#### [Your objective]
For this exercise, write out each entry below exactly as it reads.
━━━━━━━━━━
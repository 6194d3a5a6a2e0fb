use serde::{Deserialize, Serialize};
use std::ops::{BitAnd, BitOr, BitOrAssign, BitXor, BitXorAssign, Not};

/// Bitmask over the four compass sides of a cell.
///
/// Bit order (UP, RIGHT, DOWN, LEFT) is clockwise so that `rotate` can work
/// on bit indices directly. Compass values describe mirror faces, portal
/// link slots and the side a ray crosses into a cell through.
#[derive(Clone, Copy, Debug, Default, PartialEq, Eq, Hash, Serialize, Deserialize)]
pub struct Compass(u8);

impl Compass {
    pub const NONE: Compass = Compass(0);
    pub const UP: Compass = Compass(1 << 0);
    pub const RIGHT: Compass = Compass(1 << 1);
    pub const DOWN: Compass = Compass(1 << 2);
    pub const LEFT: Compass = Compass(1 << 3);
    pub const ALL: Compass = Compass(0b1111);

    /// The four cardinal directions in clockwise rotation order.
    pub const CARDINALS: [Compass; 4] =
        [Compass::UP, Compass::RIGHT, Compass::DOWN, Compass::LEFT];

    pub fn is_empty(self) -> bool {
        self.0 == 0
    }

    /// Whether `self` and `other` share at least one side.
    pub fn intersects(self, other: Compass) -> bool {
        self.0 & other.0 != 0
    }

    pub fn is_single(self) -> bool {
        self.0.count_ones() == 1
    }

    /// Individual cardinal directions composing a compound value.
    pub fn components(self) -> impl Iterator<Item = Compass> {
        Compass::CARDINALS
            .into_iter()
            .filter(move |side| self.intersects(*side))
    }

    /// Rotation index of a single cardinal: UP=0, RIGHT=1, DOWN=2, LEFT=3.
    pub fn index(self) -> usize {
        debug_assert!(self.is_single(), "index requires a single cardinal");
        self.0.trailing_zeros() as usize
    }

    /// Rotate by `times` clockwise quarter turns (negative for
    /// counterclockwise). Compound values rotate component-wise.
    pub fn rotate(self, times: i32) -> Compass {
        self.components()
            .map(|side| {
                let index = (side.index() as i32 + times).rem_euclid(4);
                Compass(1 << index)
            })
            .fold(Compass::NONE, |acc, side| acc | side)
    }

    /// Number of clockwise quarter turns from `other` to `self`.
    /// Both sides must be single cardinals.
    pub fn difference(self, other: Compass) -> i32 {
        debug_assert!(self.is_single() && other.is_single());
        (self.index() as i32 - other.index() as i32).rem_euclid(4)
    }

    pub fn opposite(self) -> Compass {
        self.rotate(2)
    }

    /// Cell-coordinate delta of the neighbor in this direction.
    pub fn offset(self) -> (i32, i32) {
        debug_assert!(self.is_single());
        match self {
            Compass::UP => (0, -1),
            Compass::RIGHT => (1, 0),
            Compass::DOWN => (0, 1),
            _ => (-1, 0),
        }
    }

    /// Indices into a 3x3 sub-area layout of a cell corresponding to the
    /// active sides (UP=1, LEFT=3, RIGHT=5, DOWN=7). At least one side must
    /// be set; the layout is meaningless for an empty value.
    pub fn subrect_indices(self) -> Vec<usize> {
        debug_assert!(!self.is_empty(), "subrect lookup requires at least one side");
        let mut indices = Vec::new();
        if self.intersects(Compass::UP) {
            indices.push(1);
        }
        if self.intersects(Compass::DOWN) {
            indices.push(7);
        }
        if self.intersects(Compass::LEFT) {
            indices.push(3);
        }
        if self.intersects(Compass::RIGHT) {
            indices.push(5);
        }
        indices
    }
}

impl BitOr for Compass {
    type Output = Compass;
    fn bitor(self, rhs: Compass) -> Compass {
        Compass(self.0 | rhs.0)
    }
}

impl BitOrAssign for Compass {
    fn bitor_assign(&mut self, rhs: Compass) {
        self.0 |= rhs.0;
    }
}

impl BitAnd for Compass {
    type Output = Compass;
    fn bitand(self, rhs: Compass) -> Compass {
        Compass(self.0 & rhs.0)
    }
}

impl BitXor for Compass {
    type Output = Compass;
    fn bitxor(self, rhs: Compass) -> Compass {
        Compass(self.0 ^ rhs.0)
    }
}

impl BitXorAssign for Compass {
    fn bitxor_assign(&mut self, rhs: Compass) {
        self.0 ^= rhs.0;
    }
}

impl Not for Compass {
    type Output = Compass;
    fn not(self) -> Compass {
        Compass(!self.0 & Compass::ALL.0)
    }
}

/// Bitmask of movement inputs relative to the actor's facing, plus the four
/// diagonal unions.
#[derive(Clone, Copy, Debug, Default, PartialEq, Eq, Hash)]
pub struct MovementCombo(u8);

impl MovementCombo {
    pub const NONE: MovementCombo = MovementCombo(0);
    pub const FORWARD: MovementCombo = MovementCombo(1 << 0);
    pub const BACKWARD: MovementCombo = MovementCombo(1 << 1);
    pub const LEFT: MovementCombo = MovementCombo(1 << 2);
    pub const RIGHT: MovementCombo = MovementCombo(1 << 3);
    pub const FORWARD_LEFT: MovementCombo = MovementCombo(Self::FORWARD.0 | Self::LEFT.0);
    pub const FORWARD_RIGHT: MovementCombo = MovementCombo(Self::FORWARD.0 | Self::RIGHT.0);
    pub const BACKWARD_LEFT: MovementCombo = MovementCombo(Self::BACKWARD.0 | Self::LEFT.0);
    pub const BACKWARD_RIGHT: MovementCombo = MovementCombo(Self::BACKWARD.0 | Self::RIGHT.0);

    pub fn is_empty(self) -> bool {
        self.0 == 0
    }

    pub fn intersects(self, other: MovementCombo) -> bool {
        self.0 & other.0 != 0
    }

    /// Cancel conflicting inputs: forward+backward clear each other, as do
    /// left+right. The result is always NONE, a cardinal, or a diagonal.
    pub fn resolved(self) -> MovementCombo {
        let mut resolved = self;
        if self.intersects(MovementCombo::LEFT) && self.intersects(MovementCombo::RIGHT) {
            resolved = resolved & !(MovementCombo::LEFT | MovementCombo::RIGHT);
        }
        if self.intersects(MovementCombo::FORWARD) && self.intersects(MovementCombo::BACKWARD) {
            resolved = resolved & !(MovementCombo::FORWARD | MovementCombo::BACKWARD);
        }
        resolved
    }
}

impl BitOr for MovementCombo {
    type Output = MovementCombo;
    fn bitor(self, rhs: MovementCombo) -> MovementCombo {
        MovementCombo(self.0 | rhs.0)
    }
}

impl BitOrAssign for MovementCombo {
    fn bitor_assign(&mut self, rhs: MovementCombo) {
        self.0 |= rhs.0;
    }
}

impl BitAnd for MovementCombo {
    type Output = MovementCombo;
    fn bitand(self, rhs: MovementCombo) -> MovementCombo {
        MovementCombo(self.0 & rhs.0)
    }
}

impl Not for MovementCombo {
    type Output = MovementCombo;
    fn not(self) -> MovementCombo {
        MovementCombo(!self.0 & 0b1111)
    }
}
━━━━━━━━━━
#### [Exercise solution]
repository 6194d3a5a6a2e0fb
use serde::{Deserialize, Serialize};
use std::ops::{BitAnd, BitOr, BitOrAssign, BitXor, BitXorAssign, Not};

/// Bitmask over the four compass sides of a cell.
///
/// Bit order (UP, RIGHT, DOWN, LEFT) is clockwise so that `rotate` can work
/// on bit indices directly. Compass values describe mirror faces, portal
/// link slots and the side a ray crosses into a cell through.
#[derive(Clone, Copy, Debug, Default, PartialEq, Eq, Hash, Serialize, Deserialize)]
pub struct Compass(u8);

impl Compass {
    pub const NONE: Compass = Compass(0);
    pub const UP: Compass = Compass(1 << 0);
    pub const RIGHT: Compass = Compass(1 << 1);
    pub const DOWN: Compass = Compass(1 << 2);
    pub const LEFT: Compass = Compass(1 << 3);
    pub const ALL: Compass = Compass(0b1111);

    /// The four cardinal directions in clockwise rotation order.
    pub const CARDINALS: [Compass; 4] =
        [Compass::UP, Compass::RIGHT, Compass::DOWN, Compass::LEFT];

    pub fn is_empty(self) -> bool {
        self.0 == 0
    }

    /// Whether `self` and `other` share at least one side.
    pub fn intersects(self, other: Compass) -> bool {
        self.0 & other.0 != 0
    }

    pub fn is_single(self) -> bool {
        self.0.count_ones() == 1
    }

    /// Individual cardinal directions composing a compound value.
    pub fn components(self) -> impl Iterator<Item = Compass> {
        Compass::CARDINALS
            .into_iter()
            .filter(move |side| self.intersects(*side))
    }

    /// Rotation index of a single cardinal: UP=0, RIGHT=1, DOWN=2, LEFT=3.
    pub fn index(self) -> usize {
        debug_assert!(self.is_single(), "index requires a single cardinal");
        self.0.trailing_zeros() as usize
    }

    /// Rotate by `times` clockwise quarter turns (negative for
    /// counterclockwise). Compound values rotate component-wise.
    pub fn rotate(self, times: i32) -> Compass {
        self.components()
            .map(|side| {
                let index = (side.index() as i32 + times).rem_euclid(4);
                Compass(1 << index)
            })
            .fold(Compass::NONE, |acc, side| acc | side)
    }

    /// Number of clockwise quarter turns from `other` to `self`.
    /// Both sides must be single cardinals.
    pub fn difference(self, other: Compass) -> i32 {
        debug_assert!(self.is_single() && other.is_single());
        (self.index() as i32 - other.index() as i32).rem_euclid(4)
    }

    pub fn opposite(self) -> Compass {
        self.rotate(2)
    }

    /// Cell-coordinate delta of the neighbor in this direction.
    pub fn offset(self) -> (i32, i32) {
        debug_assert!(self.is_single());
        match self {
            Compass::UP => (0, -1),
            Compass::RIGHT => (1, 0),
            Compass::DOWN => (0, 1),
            _ => (-1, 0),
        }
    }

    /// Indices into a 3x3 sub-area layout of a cell corresponding to the
    /// active sides (UP=1, LEFT=3, RIGHT=5, DOWN=7). At least one side must
    /// be set; the layout is meaningless for an empty value.
    pub fn subrect_indices(self) -> Vec<usize> {
        debug_assert!(!self.is_empty(), "subrect lookup requires at least one side");
        let mut indices = Vec::new();
        if self.intersects(Compass::UP) {
            indices.push(1);
        }
        if self.intersects(Compass::DOWN) {
            indices.push(7);
        }
        if self.intersects(Compass::LEFT) {
            indices.push(3);
        }
        if self.intersects(Compass::RIGHT) {
            indices.push(5);
        }
        indices
    }
}

impl BitOr for Compass {
    type Output = Compass;
    fn bitor(self, rhs: Compass) -> Compass {
        Compass(self.0 | rhs.0)
    }
}

impl BitOrAssign for Compass {
    fn bitor_assign(&mut self, rhs: Compass) {
        self.0 |= rhs.0;
    }
}

impl BitAnd for Compass {
    type Output = Compass;
    fn bitand(self, rhs: Compass) -> Compass {
        Compass(self.0 & rhs.0)
    }
}

impl BitXor for Compass {
    type Output = Compass;
    fn bitxor(self, rhs: Compass) -> Compass {
        Compass(self.0 ^ rhs.0)
    }
}

impl BitXorAssign for Compass {
    fn bitxor_assign(&mut self, rhs: Compass) {
        self.0 ^= rhs.0;
    }
}

impl Not for Compass {
    type Output = Compass;
    fn not(self) -> Compass {
        Compass(!self.0 & Compass::ALL.0)
    }
}

/// Bitmask of movement inputs relative to the actor's facing, plus the four
/// diagonal unions.
#[derive(Clone, Copy, Debug, Default, PartialEq, Eq, Hash)]
pub struct MovementCombo(u8);

impl MovementCombo {
    pub const NONE: MovementCombo = MovementCombo(0);
    pub const FORWARD: MovementCombo = MovementCombo(1 << 0);
    pub const BACKWARD: MovementCombo = MovementCombo(1 << 1);
    pub const LEFT: MovementCombo = MovementCombo(1 << 2);
    pub const RIGHT: MovementCombo = MovementCombo(1 << 3);
    pub const FORWARD_LEFT: MovementCombo = MovementCombo(Self::FORWARD.0 | Self::LEFT.0);
    pub const FORWARD_RIGHT: MovementCombo = MovementCombo(Self::FORWARD.0 | Self::RIGHT.0);
    pub const BACKWARD_LEFT: MovementCombo = MovementCombo(Self::BACKWARD.0 | Self::LEFT.0);
    pub const BACKWARD_RIGHT: MovementCombo = MovementCombo(Self::BACKWARD.0 | Self::RIGHT.0);

    pub fn is_empty(self) -> bool {
        self.0 == 0
    }

    pub fn intersects(self, other: MovementCombo) -> bool {
        self.0 & other.0 != 0
    }

    /// Cancel conflicting inputs: forward+backward clear each other, as do
    /// left+right. The result is always NONE, a cardinal, or a diagonal.
    pub fn resolved(self) -> MovementCombo {
        let mut resolved = self;
        if self.intersects(MovementCombo::LEFT) && self.intersects(MovementCombo::RIGHT) {
            resolved = resolved & !(MovementCombo::LEFT | MovementCombo::RIGHT);
        }
        if self.intersects(MovementCombo::FORWARD) && self.intersects(MovementCombo::BACKWARD) {
            resolved = resolved & !(MovementCombo::FORWARD | MovementCombo::BACKWARD);
        }
        resolved
    }
}

impl BitOr for MovementCombo {
    type Output = MovementCombo;
    fn bitor(self, rhs: MovementCombo) -> MovementCombo {
        MovementCombo(self.0 | rhs.0)
    }
}

impl BitOrAssign for MovementCombo {
    fn bitor_assign(&mut self, rhs: MovementCombo) {
        self.0 |= rhs.0;
    }
}

impl BitAnd for MovementCombo {
    type Output = MovementCombo;
    fn bitand(self, rhs: MovementCombo) -> MovementCombo {
        MovementCombo(self.0 & rhs.0)
    }
}

impl Not for MovementCombo {
    type Output = MovementCombo;
    fn not(self) -> MovementCombo {
        MovementCombo(!self.0 & 0b1111)
    }
}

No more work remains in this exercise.